Now for $\mu_3^{\ast}$,

(1) I am assuming the empty set $\varnothing$ is bounded, or else the first criteria of an outer measure fails (and besides I have read different ideas in different place - most seem to think it is both bounded and unbounded?).

(2) Then for $A \subset B$ (does the author mean proper, as in not $A \subseteq B$??), I can say that the monotonocity inequality is satisfied if they are both the same, bounded or unbounded, and that, since a bounded set (at least on $\mathbb{R}$) cannot contain an unbounded set, the only remaining possibility is if $A$ is bounded and $B$ is unbounded, in which case the inequality is satisfied.

(3) Lastly, it is certain the power set of $\mathbb{R}$ contains bounded sets, but also it contains $\mathbb{R}$ itself, which is unbounded, so the countably infinite union of elements of the power set of $\mathbb{R}$ is 1 (the left-hand side of the inequality). Since there is only one unbounded (a set missing at least one of either left or right boundaries) subset of $\mathbb{R}$(??) then the right-hand side of the inequality is 1.

For $\mu_4^{\ast}$,

(1) same as above

(2) Bounded subsets of $\mathbb{R}$ are of the form $(a,b)$, $[a,b]$, $(a,b]$, or $[a,b)$. So case by case, respecting $A \subset B$ (proper) shows this criteria for outer measure is satisfied:

$\hspace{2cm}$ both bounded: $1 \leq 1$

$\hspace{2cm}$ both unbounded: $+\infty \leq +\infty$, as in $\mu^{\ast}((a,+\infty)) \leq \mu^{\ast}(\mathbb{R})$

$\hspace{2cm}$ $A = \varnothing$ and $B$ is bounded and $B \neq \varnothing$ implies $0 \leq 1$

$\hspace{2cm}$ $A = \varnothing$ and $B$ is unbounded implies $0 \leq +\infty$

$\hspace{2cm}$ $A$ is bounded and $B$ is unbounded implies $1 \leq +\infty$

(3) So for the left hand side of the inequality, $\mu^{\ast}(T:=\cup_n\,A_n)$, I know that $T$ is at least as `big' as $\mathbb{R}$, because $\mathbb{R} \in \mathcal{P}(\mathbb{R})$. Therefore, I think it is either $+\infty$ or a higher cardinality - kind of how the natural numbers are infinite but their power set is $\aleph_0$.

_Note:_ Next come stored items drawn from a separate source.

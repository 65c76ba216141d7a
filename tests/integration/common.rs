//! Shared fixtures: a temporary installation root and a mock branch server.

use app_updater::test_utils::ArchiveBuilder;
use std::fs;
use std::path::{Path, PathBuf};
use tempfile::TempDir;
use wiremock::matchers::{method, path};
use wiremock::{Mock, MockServer, ResponseTemplate};

/// Inner prefix of archives served for the default repository and branch.
pub const PREFIX: &str = "smartfarm-pi-code-v1-main/";

/// A temporary installation root plus a config file pointing at it.
pub struct TestInstall {
    _temp: TempDir,
    pub root: PathBuf,
    pub config_path: PathBuf,
}

impl TestInstall {
    pub fn new() -> Self {
        let temp = TempDir::new().unwrap();
        let root = temp.path().join("install");
        let config_path = temp.path().join("config.toml");
        Self {
            root,
            config_path,
            _temp: temp,
        }
    }

    /// Directory containing the root, where staging siblings appear.
    pub fn parent(&self) -> &Path {
        self.root.parent().unwrap()
    }

    /// Populate the root with an old release and the running updater.
    pub fn seed(&self, version: &str) {
        fs::create_dir_all(self.root.join("old")).unwrap();
        fs::write(self.root.join("old/legacy.py"), "old").unwrap();
        fs::write(self.root.join("app.py"), "old app").unwrap();
        fs::write(self.root.join("app-updater"), "running updater").unwrap();
        fs::write(self.root.join("VERSION"), version).unwrap();
    }

    /// Write a config that points both URLs at `server`, followed by `extra`.
    pub fn write_config(&self, server: &MockServer, extra: &str) {
        let content = format!(
            "install_root = '{}'\nversion_url = '{}/VERSION'\narchive_url = '{}/archive.zip'\n{}\n",
            self.root.display(),
            server.uri(),
            server.uri(),
            extra
        );
        fs::write(&self.config_path, content).unwrap();
    }

    pub fn read(&self, relative: &str) -> Vec<u8> {
        fs::read(self.root.join(relative)).unwrap()
    }

    pub fn read_string(&self, relative: &str) -> String {
        fs::read_to_string(self.root.join(relative)).unwrap()
    }

    /// Every file under the root with its contents, sorted by path.
    pub fn snapshot(&self) -> Vec<(String, Vec<u8>)> {
        if !self.root.exists() {
            return Vec::new();
        }
        let mut files: Vec<(String, Vec<u8>)> = walkdir::WalkDir::new(&self.root)
            .into_iter()
            .filter_map(Result::ok)
            .filter(|e| e.file_type().is_file())
            .map(|e| {
                let rel = e.path().strip_prefix(&self.root).unwrap().to_string_lossy().into_owned();
                (rel, fs::read(e.path()).unwrap())
            })
            .collect();
        files.sort();
        files
    }
}

pub async fn serve_version(server: &MockServer, version: &str) {
    Mock::given(method("GET"))
        .and(path("/VERSION"))
        .respond_with(ResponseTemplate::new(200).set_body_string(format!("{version}\n")))
        .mount(server)
        .await;
}

pub async fn serve_version_status(server: &MockServer, status: u16) {
    Mock::given(method("GET"))
        .and(path("/VERSION"))
        .respond_with(ResponseTemplate::new(status))
        .mount(server)
        .await;
}

/// Serve `builder` as the branch archive, expecting exactly `calls` downloads.
pub async fn serve_archive(server: &MockServer, builder: ArchiveBuilder, calls: u64) {
    Mock::given(method("GET"))
        .and(path("/archive.zip"))
        .respond_with(ResponseTemplate::new(200).set_body_bytes(builder.build().unwrap()))
        .expect(calls)
        .mount(server)
        .await;
}

/// The `1.0.1` release: `app.py` and `extra/config.txt`.
pub fn release_archive() -> ArchiveBuilder {
    ArchiveBuilder::new(PREFIX)
        .file("app.py", b"X")
        .dir("extra/")
        .file("extra/config.txt", b"Y")
}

For the right-hand side, $\sum_n\,A_n$, I can't see anything more than something like $0 + 0 + \cdots + 1 + 1 + \cdots + {}^+\infty + {}^+\infty + \cdots = {}^+\infty$.

Therefore, the cardinality is the problem I don't understand here(??).

For $\mu_5^{\ast}$ I haven't yet figured out the gist of this with respect to countability, but I do know that countability (not finite) is where there is a bijection between a subset of the naturals ($\aleph_0$), and that the power set of the naturals has cardinality of the continuum, $c = 2^{\aleph_0} = \aleph_1$. If this is the case (??) then maybe any help with the above can help this problem too.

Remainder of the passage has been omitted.